I think quantization is a red herring. If there's *any* way to undo the unlearni...

bob1029 · 2024-11-04T10:22:10 1730715730

I can see how quantization or down sampling itself could be a fundamental way to address this.

1. Train normal full precision model.

2. Quantize down until performance is borderline and then perform the unlearning process.

3. Train/convert/upsample back to FP for subsequent tuning iterations.

Seems like you can create an information bottleneck this way. The echos of the forgotten may have trouble fitting through something that narrow.

kyle-rb · 2024-11-04T14:14:38 1730729678

You're right that quantization isn't anything special here, but red herring isn't the right word, it's just "embarrassingly simple", per the title.

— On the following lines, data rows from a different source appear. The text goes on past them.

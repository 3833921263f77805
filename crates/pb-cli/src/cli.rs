use clap::{Parser, Subcommand, ValueEnum};
use pb_core::library::{self, Category};
use pb_core::{Document, ExportConfig, ImportError, NodeId, emit_html, emit_jsx};
use pb_editor::{Editor, EditorConfig};
use std::fs;
use std::io::Write;
use std::path::{Path, PathBuf};

use crate::error::{CliError, Result};
use crate::script;

#[derive(Debug, Parser)]
#[command(
    name = "pb",
    about = "Inspect, validate, export and script edits of page builder documents",
    version
)]
pub struct Cli {
    /// Log mutations and history movement (overrides RUST_LOG).
    #[arg(short, long, global = true)]
    pub verbose: bool,

    /// Editor settings (JSON) used by `edit`.
    #[arg(long, global = true, value_name = "FILE")]
    pub config: Option<PathBuf>,

    #[command(subcommand)]
    pub command: Commands,
}

#[derive(Debug, Subcommand)]
pub enum Commands {
    /// List the component library.
    Catalog {
        /// Print the catalog as JSON.
        #[arg(long)]
        json: bool,
    },

    /// Check a document for structural problems.
    Validate { file: PathBuf },

    /// Print the document as an indented tree.
    Tree { file: PathBuf },

    /// Export a document as HTML, JSX, JSON or MessagePack.
    Export {
        file: PathBuf,
        #[arg(short, long, value_enum, default_value_t = Format::Html)]
        format: Format,
        /// Write to a file instead of stdout.
        #[arg(short, long)]
        output: Option<PathBuf>,
        /// HTML page title.
        #[arg(long)]
        title: Option<String>,
        /// React component name for JSX.
        #[arg(long)]
        component_name: Option<String>,
    },

    /// Replay an edit script against a document.
    Edit {
        file: PathBuf,
        /// JSON array of steps.
        #[arg(short, long)]
        script: PathBuf,
        /// Write the result to a file instead of stdout.
        #[arg(short, long)]
        output: Option<PathBuf>,
    },
}

#[derive(Debug, Clone, Copy, PartialEq, Eq, ValueEnum)]
pub enum Format {
    Html,
    Jsx,
    Json,
    Msgpack,
}

pub fn run(cli: Cli) -> Result<()> {
    match cli.command {
        Commands::Catalog { json } => run_catalog(json),
        Commands::Validate { file } => run_validate(&file),
        Commands::Tree { file } => run_tree(&file),
        Commands::Export {
            file,
            format,
            output,
            title,
            component_name,
        } => {
            let mut config = ExportConfig::default();
            if let Some(title) = title {
                config.title = title;
            }
            if let Some(name) = component_name {
                config.component_name = name;
            }
            run_export(&file, format, output.as_deref(), &config)
        }
        Commands::Edit {
            file,
            script,
            output,
        } => {
            let config = load_config(cli.config.as_deref())?;
            run_edit(&file, &script, output.as_deref(), config)
        }
    }
}

// ─── Commands ────────────────────────────────────────────────────────────

fn run_catalog(json: bool) -> Result<()> {
    if json {
        println!("{}", serde_json::to_string_pretty(library::catalog())?);
        return Ok(());
    }
    for category in Category::ALL {
        println!("{}", category.label());
        for def in library::by_category(category) {
            let marker = if def.allows_children { " [container]" } else { "" };
            println!("  {:<10} {}{marker}", def.kind, def.name);
        }
    }
    Ok(())
}

fn run_validate(path: &Path) -> Result<()> {
    match read_document(path) {
        Ok(doc) => {
            println!("{}: ok, {} node(s)", path.display(), doc.len());
            Ok(())
        }
        Err(CliError::Import {
            source: ImportError::Invalid(diagnostics),
            ..
        }) => {
            for diagnostic in &diagnostics {
                eprintln!("{}: {diagnostic}", path.display());
            }
            Err(CliError::Invalid {
                path: path.to_path_buf(),
                count: diagnostics.len(),
            })
        }
        Err(err) => Err(err),
    }
}

fn run_tree(path: &Path) -> Result<()> {
    let doc = read_document(path)?;
    print!("{}", render_tree(&doc));
    Ok(())
}

fn run_export(
    path: &Path,
    format: Format,
    output: Option<&Path>,
    config: &ExportConfig,
) -> Result<()> {
    let doc = read_document(path)?;
    let bytes = match format {
        Format::Html => emit_html(&doc, config).into_bytes(),
        Format::Jsx => emit_jsx(&doc, config).into_bytes(),
        Format::Json => doc.to_json()?.into_bytes(),
        Format::Msgpack => doc.to_msgpack()?,
    };
    write_output(output, &bytes)
}

fn run_edit(
    path: &Path,
    script_path: &Path,
    output: Option<&Path>,
    config: EditorConfig,
) -> Result<()> {
    let doc = read_document(path)?;
    let text = read_text(script_path)?;
    let steps = script::parse(&text).map_err(|source| CliError::Script {
        path: script_path.to_path_buf(),
        source,
    })?;

    let mut editor = Editor::with_document(doc, config).map_err(|source| CliError::Rejected {
        path: path.to_path_buf(),
        source,
    })?;
    let summary = script::run(&mut editor, steps)
        .map_err(|(index, source)| CliError::Step { index, source })?;
    log::info!(
        "{} step(s) applied, {} undone, {} redone",
        summary.applied,
        summary.undone,
        summary.redone
    );

    let mut json = editor.export_json()?;
    json.push('\n');
    write_output(output, json.as_bytes())
}

// ─── Helpers ─────────────────────────────────────────────────────────────

/// Indented outline: one node per line, children under their parent.
pub fn render_tree(doc: &Document) -> String {
    fn walk(doc: &Document, id: NodeId, depth: usize, out: &mut String) {
        let Some(node) = doc.get(id) else {
            return;
        };
        let label = node
            .prop_str("content")
            .or_else(|| node.prop_str("label"))
            .map(|text| format!(" \"{text}\""))
            .unwrap_or_default();
        out.push_str(&"  ".repeat(depth));
        out.push_str(&format!("{} ({}){label}\n", node.id, node.kind));
        for child in doc.child_ids(id) {
            walk(doc, child, depth + 1, out);
        }
    }

    let mut out = String::new();
    for root in doc.roots() {
        walk(doc, root.id, 0, &mut out);
    }
    out
}

fn read_text(path: &Path) -> Result<String> {
    fs::read_to_string(path).map_err(|source| CliError::Io {
        path: path.to_path_buf(),
        source,
    })
}

/// Load a document, as MessagePack for `.msgpack`/`.mpk` files and JSON
/// otherwise.
fn read_document(path: &Path) -> Result<Document> {
    let is_msgpack = matches!(
        path.extension().and_then(|e| e.to_str()),
        Some("msgpack" | "mpk")
    );
    let result = if is_msgpack {
        let bytes = fs::read(path).map_err(|source| CliError::Io {
            path: path.to_path_buf(),
            source,
        })?;
        Document::from_msgpack(&bytes)
    } else {
        Document::from_json(&read_text(path)?)
    };
    result.map_err(|source| CliError::Import {
        path: path.to_path_buf(),
        source,
    })
}

fn load_config(path: Option<&Path>) -> Result<EditorConfig> {
    let Some(path) = path else {
        return Ok(EditorConfig::default());
    };
    EditorConfig::from_json(&read_text(path)?).map_err(|source| CliError::Config {
        path: path.to_path_buf(),
        source,
    })
}

fn write_output(output: Option<&Path>, bytes: &[u8]) -> Result<()> {
    match output {
        Some(path) => fs::write(path, bytes).map_err(|source| CliError::Io {
            path: path.to_path_buf(),
            source,
        }),
        None => std::io::stdout()
            .write_all(bytes)
            .map_err(|source| CliError::Io {
                path: PathBuf::from("<stdout>"),
                source,
            }),
    }
}
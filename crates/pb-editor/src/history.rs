//! Undo/Redo history.
//!
//! Snapshot-based: each entry holds the whole document as it was right
//! before a mutation. The live document is never stored here; undo and redo
//! swap it with the top entry of the opposite stack.
//!
//! Batches group several mutations (a drag gesture, a scripted sequence)
//! into one entry holding the document from before the batch started.

use pb_core::Document;
use std::mem;

/// One history entry.
#[derive(Debug, Clone)]
pub struct Snapshot {
    pub document: Document,
    pub description: String,
}

/// Linear undo/redo stacks.
#[derive(Debug, Clone, Default)]
pub struct History {
    /// Older → newer.
    past: Vec<Snapshot>,
    /// Next redo at the end.
    future: Vec<Snapshot>,
    /// Maximum undo depth (`None` = unbounded).
    limit: Option<usize>,
    /// Batch nesting depth (0 = not batching).
    batch_depth: usize,
    /// Document captured when the outermost batch opened.
    batch_snapshot: Option<Document>,
    /// Whether any mutation was recorded during the current batch.
    batch_dirty: bool,
}

impl History {
    pub fn new(limit: Option<usize>) -> Self {
        Self {
            limit,
            ..Self::default()
        }
    }

    /// Record the document as it was before an accepted mutation.
    ///
    /// Clears the redo stack. Inside a batch only marks the batch dirty; the
    /// entry is pushed by [`Self::end_batch`].
    pub fn record(&mut self, before: Document, description: &str) {
        if self.batch_depth > 0 {
            self.batch_dirty = true;
            return;
        }
        self.push(Snapshot {
            document: before,
            description: description.to_string(),
        });
    }

    /// Start a batch group. Nested calls only bump the depth.
    pub fn begin_batch(&mut self, live: &Document) {
        if self.batch_depth == 0 {
            self.batch_snapshot = Some(live.clone());
            self.batch_dirty = false;
        }
        self.batch_depth += 1;
    }

    /// End a batch group. When the outermost batch closes and something was
    /// recorded inside it, push a single entry. Returns whether one was pushed.
    pub fn end_batch(&mut self, description: &str) -> bool {
        if self.batch_depth == 0 {
            return false;
        }
        self.batch_depth -= 1;
        if self.batch_depth > 0 {
            return false;
        }
        let snapshot = self.batch_snapshot.take();
        let dirty = mem::take(&mut self.batch_dirty);
        match snapshot {
            Some(document) if dirty => {
                self.push(Snapshot {
                    document,
                    description: description.to_string(),
                });
                true
            }
            _ => false,
        }
    }

    pub fn is_batching(&self) -> bool {
        self.batch_depth > 0
    }

    /// Swap `live` with the most recent past entry. Returns the entry's
    /// description, or `None` if there is nothing to undo.
    ///
    /// Refused while a batch is open.
    pub fn undo(&mut self, live: &mut Document) -> Option<String> {
        if self.is_batching() {
            log::warn!("undo ignored: batch in progress");
            return None;
        }
        let Snapshot {
            document,
            description,
        } = self.past.pop()?;
        let current = mem::replace(live, document);
        self.future.push(Snapshot {
            document: current,
            description: description.clone(),
        });
        log::trace!(
            "undo `{description}` (past {}, future {})",
            self.past.len(),
            self.future.len()
        );
        Some(description)
    }

    /// Swap `live` with the next future entry. Returns the entry's
    /// description, or `None` if there is nothing to redo.
    pub fn redo(&mut self, live: &mut Document) -> Option<String> {
        if self.is_batching() {
            log::warn!("redo ignored: batch in progress");
            return None;
        }
        let Snapshot {
            document,
            description,
        } = self.future.pop()?;
        let current = mem::replace(live, document);
        self.past.push(Snapshot {
            document: current,
            description: description.clone(),
        });
        log::trace!(
            "redo `{description}` (past {}, future {})",
            self.past.len(),
            self.future.len()
        );
        Some(description)
    }

    pub fn can_undo(&self) -> bool {
        !self.past.is_empty()
    }

    pub fn can_redo(&self) -> bool {
        !self.future.is_empty()
    }

    pub fn past_len(&self) -> usize {
        self.past.len()
    }

    pub fn future_len(&self) -> usize {
        self.future.len()
    }

    /// Description of the entry the next undo would restore.
    pub fn undo_label(&self) -> Option<&str> {
        self.past.last().map(|s| s.description.as_str())
    }

    pub fn redo_label(&self) -> Option<&str> {
        self.future.last().map(|s| s.description.as_str())
    }

    /// Drop every entry and any open batch.
    pub fn clear(&mut self) {
        self.past.clear();
        self.future.clear();
        self.batch_depth = 0;
        self.batch_snapshot = None;
        self.batch_dirty = false;
    }

    fn push(&mut self, snapshot: Snapshot) {
        log::trace!("record `{}` (past {})", snapshot.description, self.past.len() + 1);
        self.past.push(snapshot);
        if let Some(limit) = self.limit {
            while self.past.len() > limit {
                self.past.remove(0);
            }
        }
        // Clear redo stack on new action
        self.future.clear();
    }
}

codeflo · 2024-11-04T15:25:28 1730733928

Okay, but narrowly focusing on a "quantization-robust unlearning strategy" as per the abstract might be a red herring, if that strategy doesn't incidentally also address other ways to undo the unlearning.

fjdjshsh · 2024-11-05T16:41:15 1730824875

I think it's useful because many people consume quantized models (most models that fit in your laptop will be quantized and not because people want to uncensor or un-unlearn anything). If you're training a model it makes sense to make the unlearning at least robust to this very common procedure.

This reminds of this very interesting paper [1] that finds that it's fairly "easy" to uncensor a model (modify it's refusal thingy)

[1] https://www.reddit.com/r/LocalLLaMA/comments/1cerqd8/refusal...

sdenton4 · 2024-11-05T05:30:03 1730784603

Yeah, exactly this. You would really want to pursue orthogonal methods for robust unlearning, so that you can still use quantization to check that the other methods worked.

truculent · 2024-11-04T13:37:03 1730727423

That’s like saying that encryption is a red herring. Yes, the information is there, but recovering it is a different matter. In this case, quantisation allows you to recover the information without knowing the “cypher” used to “forget” it - that’s the important distinction.

Lerc · 2024-11-04T12:54:37 1730724877

If there is any way to undo the unlearning, there is also a way to use that method to identify the weights carrying the information to stop them from conveying that information. At the heart of training is detection.

The information may still be in there, but undetectable by any known means. You can definitely certainly remove the information, setting every weight in the model to zero will do that. Identifying when you have achieved the goal of completely removing information while not destroying other information might not be possible.

I'm not sure if that will mean there might in the future be something analogous to zero-day unlearning reversal exploits.